30th Mayor of Niagara Falls, New York
- In office January 1, 2008 – December 31, 2019
- Preceded by: Vincenzo V. Anello
- Succeeded by: Robert Restaino

Niagara Falls City Council Member
- In office January 1, 2000 – December 31, 2003

Personal details
- Born: April 21, 1954 (age 71) Niagara Falls, New York
- Party: Democratic
- Spouse: Rebecca
- Children: 2
- Profession: Politician, Business Owner

= Paul Dyster =

American politician

Paul A. Dyster (born April 21, 1954) is an American politician who served as the 30th mayor of Niagara Falls, New York, from 2008 to 2019. He is a member of the Democratic Party.

Having previously served in the Niagara Falls City Council from 2000 to 2003, he was first elected mayor in 2007 and was reelected in 2011 and 2015. He chose not to seek reelection for a fourth term in 2019.

==Early life and education==
Dyster was born April 21, 1954, in Niagara Falls, New York, the oldest of 10 children, to Dr. Melvin B. Dyster and the late Mary C. Dyster, both of whom were community activists.

Dyster graduated from Bishop Duffy High School in Niagara Falls, New York, in 1972. He was valedictorian and Student Council president, and was active on the school's Debate Team and the soccer team. He graduated summa cum laude in 1976 from the University at Buffalo with a B.A., majoring in Political Science and was a member of the Phi Beta Kappa honor society. He graduated from Johns Hopkins University in 1979 with an M.A., majoring in Political Science. He later obtained a PhD in 1984 in International Relations and Law.

==Early political career==
===Education and public relations===
He currently serves on the Board of Directors for the Environmental Leadership Institute at Niagara University in Lewiston, New York.

He also served as Director of the Graduate Program in International Affairs at The Pentagon from September 1989 to August 1994, and assistant professor for the Department of Politics from 1985 to December 1993 at Catholic University of America.

Dyster was a Fellow of International Affairs for the Council on Foreign Relations from 1987 to 1988.

Dyster was a program coordinator and lecturer from September 1980 to May 1981 at Johns Hopkins University.

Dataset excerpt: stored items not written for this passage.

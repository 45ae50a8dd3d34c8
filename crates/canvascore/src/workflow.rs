use crate::node::{NodeId, WorkflowNode};
use crate::persist::PersistedGraph;
use crate::WorkflowError;
use serde::{Deserialize, Serialize};

pub type EdgeId = String;

/// Directed connection between two nodes on the canvas
#[derive(Debug, Clone, PartialEq, Serialize, Deserialize)]
pub struct WorkflowEdge {
    pub id: EdgeId,
    pub source: NodeId,
    pub target: NodeId,
    #[serde(default, skip_serializing_if = "Option::is_none")]
    pub source_handle: Option<String>,
    #[serde(default, skip_serializing_if = "Option::is_none")]
    pub target_handle: Option<String>,

    /// Set while the edge's target node is running
    #[serde(default)]
    pub animated: bool,
}

impl WorkflowEdge {
    pub fn new(source: impl Into<NodeId>, target: impl Into<NodeId>) -> Self {
        let source = source.into();
        let target = target.into();
        Self {
            id: edge_id(&source, None, &target, None),
            source,
            target,
            source_handle: None,
            target_handle: None,
            animated: false,
        }
    }

    pub fn with_handles(mut self, source_handle: Option<String>, target_handle: Option<String>) -> Self {
        self.id = edge_id(&self.source, source_handle.as_deref(), &self.target, target_handle.as_deref());
        self.source_handle = source_handle;
        self.target_handle = target_handle;
        self
    }

    pub fn with_id(mut self, id: impl Into<EdgeId>) -> Self {
        self.id = id.into();
        self
    }

    pub fn touches(&self, node_id: &str) -> bool {
        self.source == node_id || self.target == node_id
    }
}

/// Deterministic edge id derived from the connection's endpoints
pub fn edge_id(source: &str, source_handle: Option<&str>, target: &str, target_handle: Option<&str>) -> EdgeId {
    format!(
        "edge-{}{}-{}{}",
        source,
        source_handle.unwrap_or_default(),
        target,
        target_handle.unwrap_or_default()
    )
}

/// In-memory node/edge graph behind the canvas.
///
/// Nodes and edges keep insertion order, which is what the execution order
/// uses to break ties. Every edge references nodes that exist in the graph.
/// Serde goes through [`PersistedGraph`], so run state is not written and
/// deserializing checks the same invariants as `from_persisted`.
#[derive(Debug, Clone, Default, PartialEq, Serialize, Deserialize)]
#[serde(into = "PersistedGraph", try_from = "PersistedGraph")]
pub struct WorkflowGraph {
    nodes: Vec<WorkflowNode>,
    edges: Vec<WorkflowEdge>,
}

impl WorkflowGraph {
    pub fn new() -> Self {
        Self::default()
    }

    pub fn nodes(&self) -> &[WorkflowNode] {
        &self.nodes
    }

    pub fn edges(&self) -> &[WorkflowEdge] {
        &self.edges
    }

    pub fn is_empty(&self) -> bool {
        self.nodes.is_empty()
    }

    pub fn node(&self, id: &str) -> Option<&WorkflowNode> {
        self.nodes.iter().find(|n| n.id == id)
    }

    pub fn node_mut(&mut self, id: &str) -> Option<&mut WorkflowNode> {
        self.nodes.iter_mut().find(|n| n.id == id)
    }

    pub fn edge(&self, id: &str) -> Option<&WorkflowEdge> {
        self.edges.iter().find(|e| e.id == id)
    }

    pub fn edge_mut(&mut self, id: &str) -> Option<&mut WorkflowEdge> {
        self.edges.iter_mut().find(|e| e.id == id)
    }

    pub fn contains_node(&self, id: &str) -> bool {
        self.node(id).is_some()
    }

    pub fn insert_node(&mut self, node: WorkflowNode) -> Result<NodeId, WorkflowError> {
        if self.contains_node(&node.id) {
            return Err(WorkflowError::DuplicateNode(node.id));
        }
        let id = node.id.clone();
        self.nodes.push(node);
        Ok(id)
    }

    pub fn insert_edge(&mut self, edge: WorkflowEdge) -> Result<EdgeId, WorkflowError> {
        for endpoint in [&edge.source, &edge.target] {
            if !self.contains_node(endpoint) {
                return Err(WorkflowError::NodeNotFound(endpoint.clone()));
            }
        }
        if self.edge(&edge.id).is_some() {
            return Err(WorkflowError::DuplicateEdge(edge.id));
        }
        let id = edge.id.clone();
        self.edges.push(edge);
        Ok(id)
    }

    /// Remove a node together with every edge that starts or ends at it
    pub fn remove_node(&mut self, id: &str) -> Result<(WorkflowNode, Vec<WorkflowEdge>), WorkflowError> {
        let index = self
            .nodes
            .iter()
            .position(|n| n.id == id)
            .ok_or_else(|| WorkflowError::NodeNotFound(id.to_string()))?;
        let node = self.nodes.remove(index);

        let (removed, kept): (Vec<_>, Vec<_>) = std::mem::take(&mut self.edges)
            .into_iter()
            .partition(|e| e.touches(id));
        self.edges = kept;

        tracing::debug!("Removed node {} and {} incident edges", id, removed.len());
        Ok((node, removed))
    }

    pub fn remove_edge(&mut self, id: &str) -> Result<WorkflowEdge, WorkflowError> {
        let index = self
            .edges
            .iter()
            .position(|e| e.id == id)
            .ok_or_else(|| WorkflowError::EdgeNotFound(id.to_string()))?;
        Ok(self.edges.remove(index))
    }

    pub fn incoming<'a>(&'a self, id: &'a str) -> impl Iterator<Item = &'a WorkflowEdge> + 'a {
        self.edges.iter().filter(move |e| e.target == id)
    }

    pub fn outgoing<'a>(&'a self, id: &'a str) -> impl Iterator<Item = &'a WorkflowEdge> + 'a {
        self.edges.iter().filter(move |e| e.source == id)
    }

    /// Direct predecessors in edge order, without repeats
    pub fn predecessors(&self, id: &str) -> Vec<NodeId> {
        let mut seen = Vec::new();
        for edge in self.incoming(id) {
            if !seen.contains(&edge.source) {
                seen.push(edge.source.clone());
            }
        }
        seen
    }

    pub fn find_edge(
        &self,
        source: &str,
        source_handle: Option<&str>,
        target: &str,
        target_handle: Option<&str>,
    ) -> Option<&WorkflowEdge> {
        self.edges.iter().find(|e| {
            e.source == source
                && e.target == target
                && e.source_handle.as_deref() == source_handle
                && e.target_handle.as_deref() == target_handle
        })
    }

    /// Clear statuses, outputs and edge animation left by a previous run
    pub fn reset_execution(&mut self) {
        for node in &mut self.nodes {
            node.data.clear_execution();
        }
        for edge in &mut self.edges {
            edge.animated = false;
        }
    }
}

===Business and community experience===
Dyster was a columnist for the Home Wine & Beer Trade Association's (HWBTA) newspaper. He is a nationally certified beer judge, and owns Niagara Tradition, a homebrewing supply store in Tonawanda, New York.

He is currently a Board Emeritus for the Buffalo-Niagara Riverkeeper and a spokesman for the Niagara River Environmental Coalition. He is a member of the Oversight Board for Advancing Arts and Culture Buffalo Niagara. He is a founding member and spokesman for the Niagara Waterfront Revitalization Task Force. He sits on the Board of Directors for the Niagara Arts and Cultural Center in the Former Niagara Falls High School, and served as the Board President from 2005 to 2007. He is the Board President for the Niagara Experience Center. Dyster is a member of the advisory committee for Save Our Sites Niagara. He served as the Assistant Scoutmaster for Boy Scouts of America Troop 801 Niagara Falls from 1996 to 2004 and as the Scoutmaster from 2004 to 2005, and as a basketball coach for the Whirlpool Park Little League from 1995 to 1996. Dyster is a group leader for the Life Workshops program at SUNY Buffalo, and is a member of the Niagara River Anglers Association.

Dyster was named Citizen of the Year in 2006 by the Niagara Gazette, the Conservationist of the Year by the Adirondack Mountain Club's Niagara Frontier Chapter in 2006, and was presented with the Good Neighbor Award by the Niagara Falls Memorial Medical Center in 2006.

==Mayoralty==
Dyster became a city councilman in 2000 under Mayor Irene Elia. He then gave up his council seat after one term to run for mayor and was one of four Democratic candidates, who were Dyster, Niagara County Legislator Sam Granieri, Niagara Falls Water Board employee Glenn Choolokian, and City Councilman Vince Anello. Anello won the primary narrowly and went on to win in a landslide against then-Mayor Irene Elia, who was running for a second term.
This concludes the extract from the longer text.